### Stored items
<<<<

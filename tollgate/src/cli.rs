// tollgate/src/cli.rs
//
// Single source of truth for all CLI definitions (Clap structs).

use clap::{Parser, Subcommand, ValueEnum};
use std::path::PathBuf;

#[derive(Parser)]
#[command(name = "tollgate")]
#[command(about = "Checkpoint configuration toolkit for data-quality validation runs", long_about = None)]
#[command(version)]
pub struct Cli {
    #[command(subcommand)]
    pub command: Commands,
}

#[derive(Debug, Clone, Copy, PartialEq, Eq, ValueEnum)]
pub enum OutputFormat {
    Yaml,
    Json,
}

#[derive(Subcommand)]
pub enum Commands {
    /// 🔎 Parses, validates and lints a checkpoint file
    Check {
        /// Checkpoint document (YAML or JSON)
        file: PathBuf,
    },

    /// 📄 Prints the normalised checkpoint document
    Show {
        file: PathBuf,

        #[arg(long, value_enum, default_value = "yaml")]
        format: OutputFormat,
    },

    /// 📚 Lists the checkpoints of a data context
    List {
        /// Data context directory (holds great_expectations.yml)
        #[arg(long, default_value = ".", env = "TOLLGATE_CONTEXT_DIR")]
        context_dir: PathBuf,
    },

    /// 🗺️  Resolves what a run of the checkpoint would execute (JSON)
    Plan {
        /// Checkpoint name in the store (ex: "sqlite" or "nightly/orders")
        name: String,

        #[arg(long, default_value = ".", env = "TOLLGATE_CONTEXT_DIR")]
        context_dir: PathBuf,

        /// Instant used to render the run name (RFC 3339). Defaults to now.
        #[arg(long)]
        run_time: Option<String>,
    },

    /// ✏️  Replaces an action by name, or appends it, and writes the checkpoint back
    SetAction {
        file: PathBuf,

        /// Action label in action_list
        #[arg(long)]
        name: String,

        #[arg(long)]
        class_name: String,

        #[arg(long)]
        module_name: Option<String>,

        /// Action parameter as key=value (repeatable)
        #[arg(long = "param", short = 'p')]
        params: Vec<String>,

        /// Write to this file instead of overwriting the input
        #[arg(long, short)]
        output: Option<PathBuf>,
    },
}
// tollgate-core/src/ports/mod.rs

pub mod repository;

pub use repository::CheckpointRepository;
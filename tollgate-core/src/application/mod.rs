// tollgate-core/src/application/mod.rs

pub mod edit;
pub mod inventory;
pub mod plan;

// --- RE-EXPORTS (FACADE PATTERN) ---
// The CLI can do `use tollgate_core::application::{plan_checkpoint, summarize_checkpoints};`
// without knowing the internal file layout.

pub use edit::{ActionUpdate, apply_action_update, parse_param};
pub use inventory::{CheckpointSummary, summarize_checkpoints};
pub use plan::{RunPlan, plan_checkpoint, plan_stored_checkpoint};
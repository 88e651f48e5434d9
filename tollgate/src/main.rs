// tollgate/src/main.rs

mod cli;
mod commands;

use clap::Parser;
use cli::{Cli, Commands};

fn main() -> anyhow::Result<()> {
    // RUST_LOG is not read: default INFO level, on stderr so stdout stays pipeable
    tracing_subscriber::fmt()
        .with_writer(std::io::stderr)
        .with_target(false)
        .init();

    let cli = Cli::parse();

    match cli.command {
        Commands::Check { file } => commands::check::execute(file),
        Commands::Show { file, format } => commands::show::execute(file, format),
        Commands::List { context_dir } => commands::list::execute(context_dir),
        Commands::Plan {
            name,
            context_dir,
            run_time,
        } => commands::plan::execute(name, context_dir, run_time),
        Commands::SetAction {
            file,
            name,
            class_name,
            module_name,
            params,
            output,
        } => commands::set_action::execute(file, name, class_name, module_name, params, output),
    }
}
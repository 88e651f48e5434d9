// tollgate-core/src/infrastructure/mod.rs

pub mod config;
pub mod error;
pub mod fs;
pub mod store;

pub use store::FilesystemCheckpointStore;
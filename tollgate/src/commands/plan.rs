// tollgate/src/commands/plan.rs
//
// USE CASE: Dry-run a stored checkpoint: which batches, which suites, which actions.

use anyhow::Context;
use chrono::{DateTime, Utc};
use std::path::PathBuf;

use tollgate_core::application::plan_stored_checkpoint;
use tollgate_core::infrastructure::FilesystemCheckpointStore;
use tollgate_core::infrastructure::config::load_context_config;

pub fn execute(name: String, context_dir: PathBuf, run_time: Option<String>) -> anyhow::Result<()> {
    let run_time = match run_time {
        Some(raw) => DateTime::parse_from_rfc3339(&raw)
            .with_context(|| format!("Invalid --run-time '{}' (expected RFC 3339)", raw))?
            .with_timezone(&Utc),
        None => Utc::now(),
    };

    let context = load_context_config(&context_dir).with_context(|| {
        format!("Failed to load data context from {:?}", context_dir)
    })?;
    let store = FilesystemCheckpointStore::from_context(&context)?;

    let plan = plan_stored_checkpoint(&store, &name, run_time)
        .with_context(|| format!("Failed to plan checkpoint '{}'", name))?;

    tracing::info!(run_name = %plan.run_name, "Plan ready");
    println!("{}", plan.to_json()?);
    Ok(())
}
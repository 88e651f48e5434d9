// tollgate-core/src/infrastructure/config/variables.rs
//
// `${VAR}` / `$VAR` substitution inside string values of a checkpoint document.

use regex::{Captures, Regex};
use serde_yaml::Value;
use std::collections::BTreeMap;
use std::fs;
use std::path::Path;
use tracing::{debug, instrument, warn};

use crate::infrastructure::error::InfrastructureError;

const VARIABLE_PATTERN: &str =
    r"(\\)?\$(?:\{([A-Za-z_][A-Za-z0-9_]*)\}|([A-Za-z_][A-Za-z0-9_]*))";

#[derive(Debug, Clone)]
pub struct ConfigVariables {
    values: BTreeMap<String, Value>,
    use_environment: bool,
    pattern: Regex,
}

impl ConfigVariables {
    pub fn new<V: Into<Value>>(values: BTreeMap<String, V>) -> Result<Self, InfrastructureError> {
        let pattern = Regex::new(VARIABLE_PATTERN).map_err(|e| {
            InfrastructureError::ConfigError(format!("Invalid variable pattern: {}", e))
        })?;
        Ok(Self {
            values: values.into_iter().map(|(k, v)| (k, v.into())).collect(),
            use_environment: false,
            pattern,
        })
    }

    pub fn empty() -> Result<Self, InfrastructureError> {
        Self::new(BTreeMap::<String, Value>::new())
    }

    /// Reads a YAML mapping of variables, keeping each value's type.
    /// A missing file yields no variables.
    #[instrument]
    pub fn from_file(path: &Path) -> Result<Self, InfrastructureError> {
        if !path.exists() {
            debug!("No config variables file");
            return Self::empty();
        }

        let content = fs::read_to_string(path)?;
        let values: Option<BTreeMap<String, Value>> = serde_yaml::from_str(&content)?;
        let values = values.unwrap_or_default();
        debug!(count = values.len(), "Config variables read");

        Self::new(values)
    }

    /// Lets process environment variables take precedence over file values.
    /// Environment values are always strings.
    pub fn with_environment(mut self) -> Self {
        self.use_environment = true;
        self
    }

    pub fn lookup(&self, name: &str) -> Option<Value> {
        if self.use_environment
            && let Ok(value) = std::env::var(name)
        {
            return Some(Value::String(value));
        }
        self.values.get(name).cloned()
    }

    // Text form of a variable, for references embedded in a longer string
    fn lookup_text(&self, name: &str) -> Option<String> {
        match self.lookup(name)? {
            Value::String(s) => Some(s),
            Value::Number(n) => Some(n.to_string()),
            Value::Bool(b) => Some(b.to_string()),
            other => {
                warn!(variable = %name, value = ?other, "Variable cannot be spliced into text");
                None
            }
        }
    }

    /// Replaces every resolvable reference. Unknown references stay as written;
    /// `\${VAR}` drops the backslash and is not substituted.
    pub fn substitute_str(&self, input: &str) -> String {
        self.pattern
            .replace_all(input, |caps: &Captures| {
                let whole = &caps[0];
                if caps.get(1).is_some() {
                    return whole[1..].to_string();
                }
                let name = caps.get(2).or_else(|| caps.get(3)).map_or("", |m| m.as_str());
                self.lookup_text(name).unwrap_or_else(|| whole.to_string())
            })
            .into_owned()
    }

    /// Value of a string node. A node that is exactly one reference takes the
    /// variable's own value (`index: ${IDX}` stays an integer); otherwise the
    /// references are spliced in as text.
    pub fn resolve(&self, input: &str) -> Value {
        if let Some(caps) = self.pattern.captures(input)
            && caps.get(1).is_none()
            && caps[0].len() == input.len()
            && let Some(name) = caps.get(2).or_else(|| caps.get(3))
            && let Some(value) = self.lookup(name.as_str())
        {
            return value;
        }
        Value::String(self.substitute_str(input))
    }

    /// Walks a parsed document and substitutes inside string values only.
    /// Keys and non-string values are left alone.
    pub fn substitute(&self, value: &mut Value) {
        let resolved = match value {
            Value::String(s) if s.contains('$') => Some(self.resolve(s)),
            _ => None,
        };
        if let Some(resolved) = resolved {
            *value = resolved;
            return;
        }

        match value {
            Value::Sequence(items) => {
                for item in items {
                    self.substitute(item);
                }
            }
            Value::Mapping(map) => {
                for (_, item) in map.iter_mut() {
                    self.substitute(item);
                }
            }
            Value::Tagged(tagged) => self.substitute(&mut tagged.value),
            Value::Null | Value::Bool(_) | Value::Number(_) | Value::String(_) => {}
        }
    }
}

>>>>

### The task
Begin with the line above that has "warn!(variable = %name, value" and continue through the line that has "reference takes the", setting each one down exactly. Stop there.

### Response below
                warn!(variable = %name, value = ?other, "Variable cannot be spliced into text");
                None
            }
        }
    }

    /// Replaces every resolvable reference. Unknown references stay as written;
    /// `\${VAR}` drops the backslash and is not substituted.
    pub fn substitute_str(&self, input: &str) -> String {
        self.pattern
            .replace_all(input, |caps: &Captures| {
                let whole = &caps[0];
                if caps.get(1).is_some() {
                    return whole[1..].to_string();
                }
                let name = caps.get(2).or_else(|| caps.get(3)).map_or("", |m| m.as_str());
                self.lookup_text(name).unwrap_or_else(|| whole.to_string())
            })
            .into_owned()
    }

    /// Value of a string node. A node that is exactly one reference takes the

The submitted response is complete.